Approximate counting via correlation decay is the core algorithmic technique used in the sharp delineation of the computational phase transition that arises in the approximation of the partition function of antiferromagnetic 2-spin models. Previous analyses of correlation-decay algorithms implicitly depended on the occurrence of strong spatial mixing. This, roughly, means that one uses worst-case analysis of the recursive procedure that creates the subinstances. In this paper, we develop a new analysis method that is more refined than the worst-case analysis. We take the shape of instances in the computation tree into consideration and we amortize against certain "bad" instances that are created as the recursion proceeds. This enables us to show correlation decay and to obtain a fully polynomial-time approximation scheme (FPTAS) even when strong spatial mixing fails. We apply our technique to the problem of approximately counting independent sets in hypergraphs with degree upper bound Delta and with a lower bound k on the arity of hyperedges.

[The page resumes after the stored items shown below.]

use sprig_core::math::PackedVec4;

/// An RGBA tint with `f32` components in the `0.0..=1.0` range.
///
/// Sprite tints are multiplied with the sampled texel, so [`Color::WHITE`]
/// draws the texture unchanged:
///
/// ```
/// use sprig_render::Color;
///
/// let unchanged = Color::WHITE;
/// let half_faded = Color::rgba(1.0, 1.0, 1.0, 0.5);
/// let from_bytes = Color::from_rgba_u8(255, 128, 0, 255);
/// assert_eq!(from_bytes.g, 128.0 / 255.0);
/// ```
///
/// [`Color::TRANSPARENT`] is all zeros and doubles as the tint of an empty
/// batch slot.
#[repr(C)]
#[derive(Debug, Clone, Copy, PartialEq, bytemuck::Pod, bytemuck::Zeroable)]
pub struct Color {
    pub r: f32,
    pub g: f32,
    pub b: f32,
    pub a: f32,
}

impl Color {
    pub const WHITE: Color = Color::rgb(1.0, 1.0, 1.0);
    pub const BLACK: Color = Color::rgb(0.0, 0.0, 0.0);
    pub const RED: Color = Color::rgb(1.0, 0.0, 0.0);
    pub const GREEN: Color = Color::rgb(0.0, 1.0, 0.0);
    pub const BLUE: Color = Color::rgb(0.0, 0.0, 1.0);
    pub const CORNFLOWER_BLUE: Color = Color::rgb(100.0 / 255.0, 149.0 / 255.0, 237.0 / 255.0);
    pub const TRANSPARENT: Color = Color::rgba(0.0, 0.0, 0.0, 0.0);

    /// Create a color from RGB components with full opacity (alpha = 1.0).
    pub const fn rgb(r: f32, g: f32, b: f32) -> Self {
        Self { r, g, b, a: 1.0 }
    }

    /// Create a color from RGBA components.
    pub const fn rgba(r: f32, g: f32, b: f32, a: f32) -> Self {
        Self { r, g, b, a }
    }

    /// Create a color from 8-bit RGBA values (0–255 mapped to 0.0–1.0).
    pub fn from_rgba_u8(r: u8, g: u8, b: u8, a: u8) -> Self {
        Self {
            r: r as f32 / 255.0,
            g: g as f32 / 255.0,
            b: b as f32 / 255.0,
            a: a as f32 / 255.0,
        }
    }

    /// Create a color from a 24-bit RGB hex value (e.g. `0xFF8800`).
    pub fn from_hex(hex: u32) -> Self {
        let r = ((hex >> 16) & 0xFF) as u8;
        let g = ((hex >> 8) & 0xFF) as u8;
        let b = (hex & 0xFF) as u8;
        Self::from_rgba_u8(r, g, b, 255)
    }

    /// Convert to the equivalent `wgpu::Color` (f64 components), used for clears.
    pub fn to_wgpu(self) -> wgpu::Color {
        wgpu::Color {
            r: self.r as f64,
            g: self.g as f64,
            b: self.b as f64,
            a: self.a as f64,
        }
    }

    /// Convert to the packed vertex attribute layout.
    pub fn to_packed(self) -> PackedVec4 {
        PackedVec4::new(self.r, self.g, self.b, self.a)
    }

    /// Convert to an `[r, g, b, a]` array.
    pub fn to_array(self) -> [f32; 4] {
        [self.r, self.g, self.b, self.a]
    }
}

impl Default for Color {
    fn default() -> Self {
        Self::WHITE
    }
}

impl From<[f32; 4]> for Color {
    fn from(arr: [f32; 4]) -> Self {
        Self::rgba(arr[0], arr[1], arr[2], arr[3])
    }
}

impl From<Color> for [f32; 4] {
    fn from(color: Color) -> Self {
        color.to_array()
    }
}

Liu and Lin gave an FPTAS for k >= 2 and Delta <= 5 (lack of strong spatial mixing was the obstacle preventing this algorithm from being generalized to Delta = 6). Our technique gives a tight result for Delta = 6, showing that there is an FPTAS for k >= 3 and Delta <= 6. The best previously known approximation scheme for Delta = 6 is the Markov-chain simulation based fully polynomial-time randomized approximation scheme (FPRAS) of Bordewich, Dyer, and Karpinski, which only works for k >= 8. Our technique also applies for larger values of k, giving an FPTAS for k >= Delta. This bound is not substantially stronger than existing randomized results in the literature. Nevertheless, it gives the first deterministic approximation scheme in this regime. Moreover, unlike existing results, it leads to an FPTAS for counting dominating sets in regular graphs with sufficiently large degree. We further demonstrate that in the hypergraph independent set model, approximating the partition function is NP-hard even within the uniqueness regime. Also, approximately counting dominating sets of bounded-degree graphs (without the regularity restriction) is NP-hard.